A Profound Relationship between Circadian Rhythm Dysfunction and Cancer Progression: An Approach to Exploration.

Abstract

Circadian (~ 24-hour) rhythm has been observed in all living organisms. In humans, the circadian system governs different physiological functions such as metabolism, sleep-wake cycle, body temperature, hormone secretion, and cellular proliferation. The suprachiasmatic nucleus (SCN) of the anterior hypothalamus is the principal circadian pacemaker. The SCN receives input signals primarily from the retinohypothalamic tract (RHT), sends output signals to different parts of the hypothalamus, pineal gland, and the peripheral clocks through the neural or humoral network.

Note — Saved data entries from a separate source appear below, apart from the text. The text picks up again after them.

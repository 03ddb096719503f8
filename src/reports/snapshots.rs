//! Snapshot aggregation
//!
//! Groups per-account valuation snapshots by account, sorted chronologically.
//! Every other calculator builds on these chains.

use itertools::Itertools;
use rust_decimal::Decimal;
use std::collections::BTreeMap;

use crate::models::{InvestmentRecord, Month, Snapshot};

/// Snapshot chains keyed by account
pub type SnapshotsByAccount = BTreeMap<String, Vec<Snapshot>>;

/// Group snapshot-bearing records by account, ascending by month.
///
/// Records without a snapshot are excluded. An account with no snapshot at all
/// gets no entry (absence means "no data", not "zero"). The sort is stable, so
/// two snapshots recorded for the same month keep their input order.
pub fn group_snapshots_by_account(records: &[InvestmentRecord]) -> SnapshotsByAccount {
    let mut grouped = SnapshotsByAccount::new();
    for record in records {
        if let Some(value) = record.snapshot {
            grouped
                .entry(record.account.clone())
                .or_default()
                .push(Snapshot {
                    date: record.date,
                    value,
                });
        }
    }

    for chain in grouped.values_mut() {
        chain.sort_by_key(|s| s.date);
    }
    grouped
}

/// Sum of contributions per (account, month), counting every record whether or
/// not it carries a snapshot
pub fn investment_by_account_month(
    records: &[InvestmentRecord],
) -> BTreeMap<(String, Month), Decimal> {
    let mut sums = BTreeMap::new();
    for record in records {
        *sums
            .entry((record.account.clone(), record.date))
            .or_insert(Decimal::ZERO) += record.amount;
    }
    sums
}

/// Sum of contributions per month across all accounts
pub fn investment_by_month(records: &[InvestmentRecord]) -> BTreeMap<Month, Decimal> {
    records
        .iter()
        .into_group_map_by(|r| r.date)
        .into_iter()
        .map(|(month, group)| (month, group.iter().map(|r| r.amount).sum()))
        .collect()
}

/// Latest snapshot value at or before `month`, or `None` when the chain starts later.
/// Expects `chain` sorted ascending.
pub fn latest_snapshot_at_or_before(chain: &[Snapshot], month: Month) -> Option<Decimal> {
    chain
        .iter()
        .take_while(|s| s.date <= month)
        .last()
        .map(|s| s.value)
}

/// Sum over accounts of each account's latest snapshot at or before `month`
pub fn total_latest_snapshots(snapshots: &SnapshotsByAccount, month: Month) -> Decimal {
    snapshots
        .values()
        .filter_map(|chain| latest_snapshot_at_or_before(chain, month))
        .sum()
}

#[cfg(test)]
mod tests {
    use super::*;
    use crate::models::AssetType;
    use rust_decimal_macros::dec;

    fn m(s: &str) -> Month {
        s.parse().unwrap()
    }

    fn rec(id: &str, date: &str, account: &str, amount: Decimal, snap: Option<Decimal>) -> InvestmentRecord {
        InvestmentRecord::new(id, m(date), account, AssetType::Funds, amount, snap)
    }

    #[test]
    fn test_groups_and_sorts_by_account() {
        let records = vec![
            rec("1", "2024-03", "A", dec!(0), Some(dec!(300))),
            rec("2", "2024-01", "A", dec!(0), Some(dec!(100))),
            rec("3", "2024-02", "B", dec!(0), Some(dec!(20))),
            rec("4", "2024-02", "A", dec!(0), Some(dec!(200))),
        ];
        let grouped = group_snapshots_by_account(&records);
        assert_eq!(grouped.len(), 2);
        let a: Vec<Decimal> = grouped["A"].iter().map(|s| s.value).collect();
        assert_eq!(a, vec![dec!(100), dec!(200), dec!(300)]);
    }

    #[test]
    fn test_account_without_snapshots_has_no_entry() {
        let records = vec![
            rec("1", "2024-01", "A", dec!(500), None),
            rec("2", "2024-01", "B", dec!(0), Some(dec!(10))),
        ];
        let grouped = group_snapshots_by_account(&records);
        assert!(!grouped.contains_key("A"));
        assert!(grouped.contains_key("B"));
    }

    #[test]
    fn test_investment_counts_records_without_snapshot() {
        let records = vec![
            rec("1", "2024-01", "A", dec!(500), None),
            rec("2", "2024-01", "A", dec!(250), Some(dec!(750))),
            rec("3", "2024-01", "B", dec!(100), None),
        ];
        let per_account = investment_by_account_month(&records);
        assert_eq!(per_account[&("A".to_string(), m("2024-01"))], dec!(750));
        assert_eq!(investment_by_month(&records)[&m("2024-01")], dec!(850));
    }

    #[test]
    fn test_latest_snapshot_at_or_before() {
        let chain = vec![
            Snapshot { date: m("2024-01"), value: dec!(100) },
            Snapshot { date: m("2024-04"), value: dec!(400) },
        ];
        assert_eq!(latest_snapshot_at_or_before(&chain, m("2023-12")), None);
        assert_eq!(latest_snapshot_at_or_before(&chain, m("2024-03")), Some(dec!(100)));
        assert_eq!(latest_snapshot_at_or_before(&chain, m("2024-04")), Some(dec!(400)));
    }
}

The functions of the circadian clock are mediated by the rhythmic expression of the core clock genes through a complex feedback loop. Disruption of clock functions influences the development of several pathologic conditions, including cancer, shift work, chronic or acute jet lag, and light-at-night affect the circadian activity, leading to development of several physiological disorders, more specifically cancer. Circadian dysfunction alters the expression of core clock genes that promote the deregulation of the cell cycle, increase cell proliferation and survival, decrease apoptotic activity, alter metabolic functions, increase metastatic property, collectively induces cancer progression.